» **ASSIGNMENT**: Set down exactly the lines below between the line holding "three element kinds." and the line holding "let mut store = RealSparseStore::new(4, 5);", inclusive; no other line belongs in the answer.
======== DATA FOR THE TASK
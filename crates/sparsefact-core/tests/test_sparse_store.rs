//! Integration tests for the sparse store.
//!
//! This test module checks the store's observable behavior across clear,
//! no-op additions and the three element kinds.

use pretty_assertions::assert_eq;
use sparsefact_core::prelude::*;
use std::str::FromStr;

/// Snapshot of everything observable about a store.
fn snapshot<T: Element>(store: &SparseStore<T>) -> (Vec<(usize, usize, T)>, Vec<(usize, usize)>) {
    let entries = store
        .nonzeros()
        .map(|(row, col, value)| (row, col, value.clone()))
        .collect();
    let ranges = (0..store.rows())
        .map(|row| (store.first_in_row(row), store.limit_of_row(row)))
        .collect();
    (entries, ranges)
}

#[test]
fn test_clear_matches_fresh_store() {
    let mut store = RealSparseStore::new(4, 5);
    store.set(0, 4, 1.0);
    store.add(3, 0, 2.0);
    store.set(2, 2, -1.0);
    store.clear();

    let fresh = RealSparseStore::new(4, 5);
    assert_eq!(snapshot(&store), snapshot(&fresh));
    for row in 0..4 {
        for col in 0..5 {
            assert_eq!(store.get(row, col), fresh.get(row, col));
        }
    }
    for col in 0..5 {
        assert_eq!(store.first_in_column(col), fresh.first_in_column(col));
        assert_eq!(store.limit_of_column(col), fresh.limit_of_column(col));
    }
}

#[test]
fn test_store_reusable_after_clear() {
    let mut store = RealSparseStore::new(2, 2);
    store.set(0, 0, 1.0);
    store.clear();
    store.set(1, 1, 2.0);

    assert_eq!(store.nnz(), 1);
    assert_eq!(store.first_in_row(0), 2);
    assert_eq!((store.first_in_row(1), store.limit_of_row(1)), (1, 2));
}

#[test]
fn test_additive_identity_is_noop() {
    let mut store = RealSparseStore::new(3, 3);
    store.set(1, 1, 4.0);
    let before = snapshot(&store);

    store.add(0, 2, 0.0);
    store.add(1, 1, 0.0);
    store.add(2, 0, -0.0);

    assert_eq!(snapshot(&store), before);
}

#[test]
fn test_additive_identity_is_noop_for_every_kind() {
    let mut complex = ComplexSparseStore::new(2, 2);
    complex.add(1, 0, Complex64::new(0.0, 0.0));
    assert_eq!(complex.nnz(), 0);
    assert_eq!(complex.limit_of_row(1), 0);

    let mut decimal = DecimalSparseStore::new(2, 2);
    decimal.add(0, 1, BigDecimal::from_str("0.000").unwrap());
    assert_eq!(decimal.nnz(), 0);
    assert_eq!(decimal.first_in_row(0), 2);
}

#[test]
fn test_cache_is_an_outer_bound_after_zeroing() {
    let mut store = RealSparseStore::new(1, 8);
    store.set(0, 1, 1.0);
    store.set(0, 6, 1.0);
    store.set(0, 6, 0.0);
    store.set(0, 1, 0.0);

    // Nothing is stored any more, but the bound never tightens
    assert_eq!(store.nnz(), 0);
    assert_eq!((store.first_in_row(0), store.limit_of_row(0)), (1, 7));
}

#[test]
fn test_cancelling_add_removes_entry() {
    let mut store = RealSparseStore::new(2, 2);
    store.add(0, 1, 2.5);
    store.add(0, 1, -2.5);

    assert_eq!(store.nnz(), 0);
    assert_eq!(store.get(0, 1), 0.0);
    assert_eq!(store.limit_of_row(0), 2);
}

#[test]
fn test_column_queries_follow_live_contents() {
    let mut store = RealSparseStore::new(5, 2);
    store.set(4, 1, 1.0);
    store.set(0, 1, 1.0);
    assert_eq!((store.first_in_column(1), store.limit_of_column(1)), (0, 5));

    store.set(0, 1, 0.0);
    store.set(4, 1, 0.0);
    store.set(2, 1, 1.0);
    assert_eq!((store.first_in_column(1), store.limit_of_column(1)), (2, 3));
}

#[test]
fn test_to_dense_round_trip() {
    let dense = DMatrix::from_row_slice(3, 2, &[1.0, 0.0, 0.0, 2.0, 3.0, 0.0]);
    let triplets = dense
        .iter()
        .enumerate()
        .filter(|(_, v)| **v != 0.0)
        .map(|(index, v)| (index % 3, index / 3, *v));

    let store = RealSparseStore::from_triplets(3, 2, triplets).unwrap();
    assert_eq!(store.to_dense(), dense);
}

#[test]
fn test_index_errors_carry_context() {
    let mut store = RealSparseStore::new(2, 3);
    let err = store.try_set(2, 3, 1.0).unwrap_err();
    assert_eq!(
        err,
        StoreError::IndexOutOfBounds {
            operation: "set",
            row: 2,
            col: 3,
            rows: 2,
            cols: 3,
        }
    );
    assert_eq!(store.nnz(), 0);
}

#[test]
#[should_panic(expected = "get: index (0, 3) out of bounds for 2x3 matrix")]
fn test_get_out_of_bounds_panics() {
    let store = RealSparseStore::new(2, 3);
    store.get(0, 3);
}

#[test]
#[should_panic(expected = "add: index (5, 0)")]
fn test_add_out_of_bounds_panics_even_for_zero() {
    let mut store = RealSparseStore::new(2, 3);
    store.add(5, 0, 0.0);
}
================
» **PROBLEM SOLUTION**:
//! no-op additions and the three element kinds.

use pretty_assertions::assert_eq;
use sparsefact_core::prelude::*;
use std::str::FromStr;

/// Snapshot of everything observable about a store.
fn snapshot<T: Element>(store: &SparseStore<T>) -> (Vec<(usize, usize, T)>, Vec<(usize, usize)>) {
    let entries = store
        .nonzeros()
        .map(|(row, col, value)| (row, col, value.clone()))
        .collect();
    let ranges = (0..store.rows())
        .map(|row| (store.first_in_row(row), store.limit_of_row(row)))
        .collect();
    (entries, ranges)
}

#[test]
fn test_clear_matches_fresh_store() {
    let mut store = RealSparseStore::new(4, 5);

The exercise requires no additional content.